In that vein, one of the main mechanical switch-ups in Shadow of the Erdtree is a straighter emphasis on horror than even Bloodborne. From the very start of Belurat, Tower Settlement to later on where there are full stealth sections and an area straight from Junji Ito’s nightmares, there are hints of progression in the Souls-like genre FromSoftware pioneered. Unlike the legendarily janky Souls platforming, these sections don’t feel hastily or capriciously constructed, lasting for the perfect amount of time, with appropriate atmosphere and payoff, without coming off as a gimmick.
Before release I was interested to see how the flow of Shadow of the Erdtree would fit within the base game of Elden Ring.

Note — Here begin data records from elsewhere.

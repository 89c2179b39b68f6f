//! Configuration management for changelog

use anyhow::{Context, Result};
use serde::{Deserialize, Serialize};
use std::path::{Path, PathBuf};

use crate::classify::Thresholds;

#[derive(Debug, Clone, Default, PartialEq, Serialize, Deserialize)]
#[serde(default)]
pub struct Config {
    pub article: Thresholds,
    pub classify: ClassifyConfig,
    pub render: RenderConfig,
}

/// What to do with a release section whose title cannot be classified
#[derive(Debug, Clone, Copy, PartialEq, Eq, Serialize, Deserialize)]
pub enum MalformedPolicy {
    /// Fail the whole rebuild
    Abort,
    /// Log the section and leave it out
    Skip,
}

#[derive(Debug, Clone, PartialEq, Serialize, Deserialize)]
#[serde(default)]
pub struct ClassifyConfig {
    pub on_malformed: MalformedPolicy,
}

#[derive(Debug, Clone, PartialEq, Serialize, Deserialize)]
#[serde(default)]
pub struct RenderConfig {
    /// Page heading
    pub title: String,
    /// Turn links to sibling `.md` files into in-page anchors
    pub rewrite_md_links: bool,
}

impl Default for ClassifyConfig {
    fn default() -> Self {
        Self {
            on_malformed: MalformedPolicy::Abort,
        }
    }
}

impl Default for RenderConfig {
    fn default() -> Self {
        Self {
            title: "Changelog".to_string(),
            rewrite_md_links: true,
        }
    }
}

impl Config {
    /// Get the platform-specific config file path
    pub fn config_path() -> Option<PathBuf> {
        directories::ProjectDirs::from("", "", "changelog-index")
            .map(|proj_dirs| proj_dirs.config_dir().join("changelog.toml"))
    }

    /// Load configuration from file, falling back to defaults if missing
    pub fn load() -> Result<Self> {
        match Self::config_path() {
            Some(path) if path.exists() => Self::load_from(&path),
            _ => Ok(Self::default()),
        }
    }

    /// Load from a specific path
    pub fn load_from(path: &Path) -> Result<Self> {
        // Check config file permissions (Unix only)
        #[cfg(unix)]
        {
            use std::os::unix::fs::PermissionsExt;
            let metadata = std::fs::metadata(path)
                .with_context(|| format!("Failed to stat config file: {}", path.display()))?;
            if metadata.permissions().mode() & 0o002 != 0 {
                anyhow::bail!(
                    "Config file {} is world-writable (insecure permissions)",
                    path.display()
                );
            }
        }

        let content = std::fs::read_to_string(path)
            .with_context(|| format!("Failed to read config file: {}", path.display()))?;

        let config: Config = toml::from_str(&content)
            .with_context(|| format!("Failed to parse config file: {}", path.display()))?;

        Ok(config)
    }
}
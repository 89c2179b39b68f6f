//! Release date formatting

use chrono::{DateTime, SecondsFormat, Utc};

/// Convert an epoch-millisecond release date, ignoring the unresolved sentinel
pub fn release_time(date: i64) -> Option<DateTime<Utc>> {
    if date < 0 {
        return None;
    }
    DateTime::<Utc>::from_timestamp_millis(date)
}

/// Human readable date, e.g. `February 1, 2021`
pub fn display_date(time: &DateTime<Utc>) -> String {
    time.format("%B %-d, %Y").to_string()
}

/// Machine readable date for `datetime` attributes
pub fn iso_date(time: &DateTime<Utc>) -> String {
    time.to_rfc3339_opts(SecondsFormat::Millis, true)
}

#[cfg(test)]
mod tests {
    use super::*;

    #[test]
    fn test_unresolved_date() {
        assert!(release_time(-1).is_none());
    }

    #[test]
    fn test_formats() {
        let time = release_time(1_612_137_600_000).unwrap();
        assert_eq!(display_date(&time), "February 1, 2021");
        assert_eq!(iso_date(&time), "2021-02-01T00:00:00.000Z");
    }

    #[test]
    fn test_epoch() {
        let time = release_time(0).unwrap();
        assert_eq!(display_date(&time), "January 1, 1970");
    }
}
//! The fixed family of libraries covered by the changelog

use serde::{Deserialize, Serialize};
use std::fmt;

/// A library whose releases are documented in the changelog
#[derive(Debug, Clone, Copy, PartialEq, Eq, Hash, Serialize, Deserialize)]
#[serde(rename_all = "lowercase")]
pub enum Library {
    /// The primary library
    Effector,
    /// React bindings
    React,
    /// Vue bindings
    Vue,
}

impl Library {
    /// All libraries, in group order
    pub const ALL: [Library; 3] = [Library::Effector, Library::React, Library::Vue];

    /// Internal key
    pub fn key(&self) -> &'static str {
        match self {
            Library::Effector => "effector",
            Library::React => "react",
            Library::Vue => "vue",
        }
    }

    /// Published package name, used for display, anchors and date lookups
    pub fn package_name(&self) -> &'static str {
        match self {
            Library::Effector => "effector",
            Library::React => "effector-react",
            Library::Vue => "effector-vue",
        }
    }
}

impl fmt::Display for Library {
    fn fmt(&self, f: &mut fmt::Formatter<'_>) -> fmt::Result {
        f.write_str(self.package_name())
    }
}

#[cfg(test)]
mod tests {
    use super::*;

    #[test]
    fn test_group_order() {
        assert_eq!(
            Library::ALL,
            [Library::Effector, Library::React, Library::Vue]
        );
    }

    #[test]
    fn test_names() {
        assert_eq!(Library::React.key(), "react");
        assert_eq!(Library::React.package_name(), "effector-react");
        assert_eq!(Library::Vue.to_string(), "effector-vue");
    }

    #[test]
    fn test_serializes_as_key() -> anyhow::Result<()> {
        assert_eq!(serde_json::to_string(&Library::Vue)?, "\"vue\"");
        let parsed: Library = serde_json::from_str("\"effector\"")?;
        assert_eq!(parsed, Library::Effector);
        Ok(())
    }
}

With so many promised additions and new weapon types I’d wondered if it would either drown the player in shiny toys or feel like a useless bunch of junk because you’d already settled on your build by this point in your wider adventure.

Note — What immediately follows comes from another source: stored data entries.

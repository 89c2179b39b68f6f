//! Changelog HTML - Release index page rendering
//!
//! This crate is the presentation layer over `changelog-core`:
//! - Page layout (navigation, library groups, release articles)
//! - Hidden anchors for group and release links
//! - Token to element mapping for release bodies
//! - Release date formatting

pub mod date;
pub mod markup;

use changelog_core::config::RenderConfig;
use changelog_core::{ReleaseGroup, ReleaseNote};
use html_escape::{encode_double_quoted_attribute, encode_text};

pub use markup::render_tokens;

/// Render the full release index page
pub fn render_page(groups: &[ReleaseGroup], config: &RenderConfig) -> String {
    let title = encode_text(&config.title);
    let mut out = String::new();

    out.push_str("<!DOCTYPE html>\n<html lang=\"en\">\n<head>\n<meta charset=\"utf-8\">\n");
    out.push_str(&format!("<title>{title}</title>\n</head>\n<body>\n"));
    out.push_str("<section data-app-section=\"docs\">\n");
    out.push_str(&format!(
        "<header><h1 data-head-link=\"1\">{title}</h1></header>\n"
    ));

    out.push_str("<nav>\n");
    for group in groups {
        out.push_str(&format!(
            "<a href=\"#{}\">{}</a>\n",
            encode_double_quoted_attribute(&group.group_id),
            encode_text(&group.library)
        ));
    }
    out.push_str("</nav>\n");

    for group in groups {
        out.push_str(&render_group(group, config));
    }

    out.push_str("</section>\n</body>\n</html>\n");
    out
}

/// Render one library group with all its releases
pub fn render_group(group: &ReleaseGroup, config: &RenderConfig) -> String {
    let group_id = encode_double_quoted_attribute(&group.group_id);
    let mut out = hidden_anchor(&group.group_id, true);

    out.push_str("<section data-release-group>\n");
    out.push_str(&format!(
        "<header><h2 data-head-link=\"2\"><a href=\"#{group_id}\">{}</a></h2></header>\n",
        encode_text(&group.library)
    ));
    for release in &group.releases {
        out.push_str(&render_release(release, config));
    }
    out.push_str("</section>\n");
    out
}

/// Render one release article
pub fn render_release(release: &ReleaseNote, config: &RenderConfig) -> String {
    let release_id = encode_double_quoted_attribute(&release.release_id);
    let mut out = hidden_anchor(&release.release_id, false);

    out.push_str(&format!(
        "<article data-many-lines=\"{}\" data-large-article=\"{}\">\n",
        release.many_lines, release.large_article
    ));
    out.push_str(&format!(
        "<header><h3 data-head-link=\"3\"><a href=\"#{release_id}\">{}</a></h3>",
        encode_text(&release.version)
    ));
    if let Some(time) = date::release_time(release.date) {
        out.push_str(&format!(
            "<time datetime=\"{}\">{}</time>",
            date::iso_date(&time),
            date::display_date(&time)
        ));
    }
    out.push_str("</header>\n");
    out.push_str(&render_tokens(&release.content, config));
    out.push_str("</article>\n");
    out
}

fn hidden_anchor(id: &str, group: bool) -> String {
    let kind = if group { "group" } else { "release" };
    format!(
        "<a data-anchor=\"{kind}\" id=\"{}\" aria-hidden=\"true\"> </a>\n",
        encode_double_quoted_attribute(id)
    )
}
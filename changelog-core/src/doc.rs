//! Changelog source document

use anyhow::{Context, Result};
use std::fs;
use std::path::{Path, PathBuf};
use std::time::SystemTime;

/// The Markdown changelog as loaded from disk
#[derive(Clone, Debug)]
pub struct Changelog {
    pub path: PathBuf,
    pub text: String,
    pub loaded_mtime: Option<SystemTime>,
    pub rev: u64,
}

impl Changelog {
    /// Load a changelog from a file path
    pub fn load(path: &Path) -> Result<Self> {
        let abs_path = path
            .canonicalize()
            .with_context(|| format!("Failed to canonicalize path: {}", path.display()))?;

        let text = fs::read_to_string(&abs_path)
            .with_context(|| format!("Failed to read file: {}", abs_path.display()))?;

        let mtime = fs::metadata(&abs_path).and_then(|m| m.modified()).ok();

        Ok(Self {
            path: abs_path,
            text,
            loaded_mtime: mtime,
            rev: 1,
        })
    }

    /// Reload the changelog from disk
    ///
    /// Returns whether the text changed; the revision only moves when it did.
    pub fn reload(&mut self) -> Result<bool> {
        let text = fs::read_to_string(&self.path)
            .with_context(|| format!("Failed to reload file: {}", self.path.display()))?;

        self.loaded_mtime = fs::metadata(&self.path).and_then(|m| m.modified()).ok();

        if text == self.text {
            return Ok(false);
        }

        self.text = text;
        self.rev += 1;
        Ok(true)
    }
}
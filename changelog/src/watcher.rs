//! File watching for changelog and date index changes

use anyhow::{Context, Result};
use crossbeam_channel::Receiver;
use notify::{Event, RecommendedWatcher, RecursiveMode, Watcher};
use std::path::PathBuf;
use std::time::{Duration, Instant};

/// File change event
#[derive(Debug, Clone)]
pub enum FileEvent {
    Changed(PathBuf),
}

/// Watches the pipeline inputs and debounces bursts of change events
pub struct FileWatcher {
    _watcher: RecommendedWatcher,
    receiver: Receiver<FileEvent>,
    last_event: Option<Instant>,
}

impl FileWatcher {
    /// Create a watcher over the given files (absolute paths)
    pub fn new(paths: &[PathBuf]) -> Result<Self> {
        let (tx, rx) = crossbeam_channel::unbounded();
        let watched: Vec<PathBuf> = paths.to_vec();

        let mut watcher = notify::recommended_watcher(move |res: Result<Event, notify::Error>| {
            if let Ok(event) = res {
                if matches!(
                    event.kind,
                    notify::EventKind::Modify(_) | notify::EventKind::Create(_)
                ) {
                    for path in event.paths.iter().filter(|p| watched.contains(p)) {
                        let _ = tx.send(FileEvent::Changed(path.clone()));
                    }
                }
            }
        })
        .context("Failed to create file watcher")?;

        for path in paths {
            watcher
                .watch(path, RecursiveMode::NonRecursive)
                .with_context(|| format!("Failed to watch file: {}", path.display()))?;

            // Editors that save through a rename replace the file in its directory
            if let Some(parent) = path.parent() {
                watcher
                    .watch(parent, RecursiveMode::NonRecursive)
                    .context("Failed to watch parent directory")?;
            }
        }

        Ok(Self {
            _watcher: watcher,
            receiver: rx,
            last_event: None,
        })
    }

    /// Returns true once a change was seen and the debounce period has elapsed
    pub fn check_changed(&mut self, debounce_ms: u64) -> bool {
        while let Ok(FileEvent::Changed(path)) = self.receiver.try_recv() {
            log::debug!("change detected: {}", path.display());
            self.last_event = Some(Instant::now());
        }

        if let Some(last) = self.last_event {
            if last.elapsed() >= Duration::from_millis(debounce_ms) {
                self.last_event = None;
                return true;
            }
        }

        false
    }

    /// Check if there are pending events (not debounced yet)
    pub fn has_pending(&self) -> bool {
        self.last_event.is_some()
    }
}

The answer is neither. Yes, the Rivers of Blood is still pretty OP and you could very happily take it through the whole of the Shadow Realm and beyond, but there are a lot of tempting boss weapons, Ashes of War and unique items to try out from the DLC too. I particularly like the flamboyant Light Greatswords, which take Ashes of War really well, and the slew of new katanas and dual-wielding swords.

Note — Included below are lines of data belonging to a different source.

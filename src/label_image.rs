use std::path::Path;

use image::{DynamicImage, ImageBuffer, Luma, Primitive, RgbImage};
use ndarray::{Array2, ArrayView2};

use crate::errors::{Result, SegEvalError};

/// Reads a single-channel label image (8 or 16 bit) into a `(height, width)` label map.
pub fn load_label_map(path: &Path) -> Result<Array2<u32>> {
    let image = open_image(path, "load label image")?;
    label_map_from_image(&image).map_err(|e| match e {
        SegEvalError::Validation { field, reason } => SegEvalError::Validation {
            field: format!("{} ({})", field, path.display()),
            reason,
        },
        other => other,
    })
}

/// Reads any image as 8-bit RGB.
pub fn load_rgb_image(path: &Path) -> Result<RgbImage> {
    Ok(open_image(path, "load image")?.into_rgb8())
}

fn open_image(path: &Path, operation: &str) -> Result<DynamicImage> {
    image::open(path).map_err(|e| SegEvalError::ImageProcessing {
        path: path.display().to_string(),
        operation: operation.to_string(),
        source: Box::new(e),
    })
}

pub fn label_map_from_image(image: &DynamicImage) -> Result<Array2<u32>> {
    match image {
        DynamicImage::ImageLuma8(buffer) => Ok(luma_to_labels(buffer)),
        DynamicImage::ImageLuma16(buffer) => Ok(luma_to_labels(buffer)),
        other => Err(SegEvalError::Validation {
            field: "label image".to_string(),
            reason: format!(
                "must be an 8 or 16 bit grayscale id map, got {:?}; colour-coded masks must be converted to class ids first",
                other.color()
            ),
        }),
    }
}

fn luma_to_labels<S>(buffer: &ImageBuffer<Luma<S>, Vec<S>>) -> Array2<u32>
where
    S: Primitive + Into<u32>,
{
    let (width, height) = buffer.dimensions();
    Array2::from_shape_fn((height as usize, width as usize), |(y, x)| {
        buffer.get_pixel(x as u32, y as u32).0[0].into()
    })
}

/// Encodes a label map as a 16 bit grayscale image.
pub fn label_map_to_image(labels: ArrayView2<'_, u32>) -> Result<ImageBuffer<Luma<u16>, Vec<u16>>> {
    let (height, width) = labels.dim();
    let pixels = labels
        .iter()
        .map(|&label| {
            u16::try_from(label).map_err(|_| SegEvalError::Validation {
                field: "label".to_string(),
                reason: format!("{} does not fit a 16 bit label image", label),
            })
        })
        .collect::<Result<Vec<u16>>>()?;

    ImageBuffer::from_raw(width as u32, height as u32, pixels).ok_or_else(|| {
        SegEvalError::Validation {
            field: "label image".to_string(),
            reason: "pixel buffer does not match the label map size".to_string(),
        }
    })
}

/// Marks every pixel valid except those carrying `ignore_label`.
pub fn valid_mask(ground_truth: ArrayView2<'_, u32>, ignore_label: Option<u32>) -> Array2<bool> {
    match ignore_label {
        Some(ignore) => ground_truth.mapv(|label| label != ignore),
        None => Array2::from_elem(ground_truth.dim(), true),
    }
}
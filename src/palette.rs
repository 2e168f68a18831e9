use image::Rgb;

use crate::errors::{Result, SegEvalError};

/// The PASCAL VOC colour map: the bits of each class id are spread over the high bits of the
/// three channels, so neighbouring ids get clearly different colours and id 0 is black.
pub fn voc_palette(len: usize) -> Vec<Rgb<u8>> {
    (0..len)
        .map(|id| {
            let mut rgb = [0u8; 3];
            let mut bits = id;
            for shift in (0..8).rev() {
                for (channel, value) in rgb.iter_mut().enumerate() {
                    *value |= (((bits >> channel) & 1) as u8) << shift;
                }
                bits >>= 3;
            }
            Rgb(rgb)
        })
        .collect()
}

/// Parses one `r,g,b` triple per line. Blank lines and `#` comments are skipped.
pub fn parse_palette(text: &str) -> Result<Vec<Rgb<u8>>> {
    let mut palette = Vec::new();

    for (line_no, line) in text.lines().enumerate() {
        let line = line.trim();
        if line.is_empty() || line.starts_with('#') {
            continue;
        }

        let channels = line
            .split(',')
            .map(|c| c.trim().parse::<u8>())
            .collect::<std::result::Result<Vec<_>, _>>()
            .map_err(|e| SegEvalError::InvalidPalette {
                reason: format!("line {}: {}", line_no + 1, e),
            })?;

        let [r, g, b] = channels[..] else {
            return Err(SegEvalError::InvalidPalette {
                reason: format!(
                    "line {}: expected 3 channels, got {}",
                    line_no + 1,
                    channels.len()
                ),
            });
        };
        palette.push(Rgb([r, g, b]));
    }

    if palette.is_empty() {
        return Err(SegEvalError::InvalidPalette {
            reason: "no colors found".to_string(),
        });
    }
    Ok(palette)
}

#[cfg(test)]
mod tests {
    use super::*;

    #[test]
    fn test_voc_palette_known_entries() {
        let palette = voc_palette(21);
        assert_eq!(palette.len(), 21);
        assert_eq!(palette[0], Rgb([0, 0, 0]));
        assert_eq!(palette[1], Rgb([128, 0, 0]));
        assert_eq!(palette[2], Rgb([0, 128, 0]));
        assert_eq!(palette[3], Rgb([128, 128, 0]));
        assert_eq!(palette[15], Rgb([192, 128, 128]));
    }

    #[test]
    fn test_voc_palette_is_distinct() {
        let palette = voc_palette(256);
        for (i, a) in palette.iter().enumerate() {
            for b in &palette[i + 1..] {
                assert_ne!(a, b);
            }
        }
    }

    #[test]
    fn test_parse_palette() -> Result<()> {
        let palette = parse_palette("# road, sky\n0,0,0\n\n 70, 130 ,180\n")?;
        assert_eq!(palette, vec![Rgb([0, 0, 0]), Rgb([70, 130, 180])]);
        Ok(())
    }

    #[test]
    fn test_parse_palette_rejects_bad_lines() {
        assert!(parse_palette("1,2\n").is_err());
        assert!(parse_palette("1,2,300\n").is_err());
        assert!(parse_palette("# only a comment\n").is_err());
    }
}
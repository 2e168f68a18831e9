use std::path::{Path, PathBuf};

use image::RgbImage;
use ndarray::Array2;

use crate::errors::Result;

/// One evaluated sample: ground truth and prediction for the same image.
#[derive(Debug, Clone, PartialEq)]
pub struct LabelPair {
    /// Identifier relative to the dataset root, reused for visualisation output paths.
    pub key: PathBuf,
    pub ground_truth: Array2<u32>,
    pub prediction: Array2<u32>,
    /// Input image, when visualisations were requested.
    pub image: Option<RgbImage>,
}

/// Where the evaluation driver gets its samples from.
///
/// The driver only depends on this trait, so tests can feed label maps from memory instead of
/// from disk.
pub trait LabelPairSource: Send + Sync {
    /// Keys of every sample, in a stable order.
    fn keys(&self) -> Result<Vec<PathBuf>>;

    /// Loads the sample identified by `key`.
    fn load(&self, key: &Path) -> Result<LabelPair>;
}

That means Shadow of the Erdtree feels like an uber-rich pocket, a full Lands Between-worth of stuff within a Limgrave-sized package, but not one that’s overwhelming in context, even with a 30+ hour run-time.
It’s like that with the new characters and quests as well. While Shadow of the Erdtree is still more oblique than a traditional mainstream game, this is as forthright a narrative as we’ve got in a FromSoftware Souls-like. If introducing another Roundtable Hold’s worth of NPCs has you worried about undermining the theme of the isolating effects of the pursuit of power in the base game (no spoilers), it, err, doesn’t. That’s alongside a labyrinthine web of character interactions to untangle, with a load of tough, binary choices to make.
So, while the start of Shadow of the Erdtree can come off as a regression, really, the DLC as a whole is FromSoftware flexing all of its creative muscles – including some it hasn’t used in a while and others it might be building up for the future. The depth of storytelling in the Lands of Shadow, as well as the new weapons, spells and items (all of which add to the lore themselves, of course), only better your experience of the Lands Between, and make for a worthy upgrade to what is already an unforgettable adventure.
Reviewed on PS5, code provided by publisher.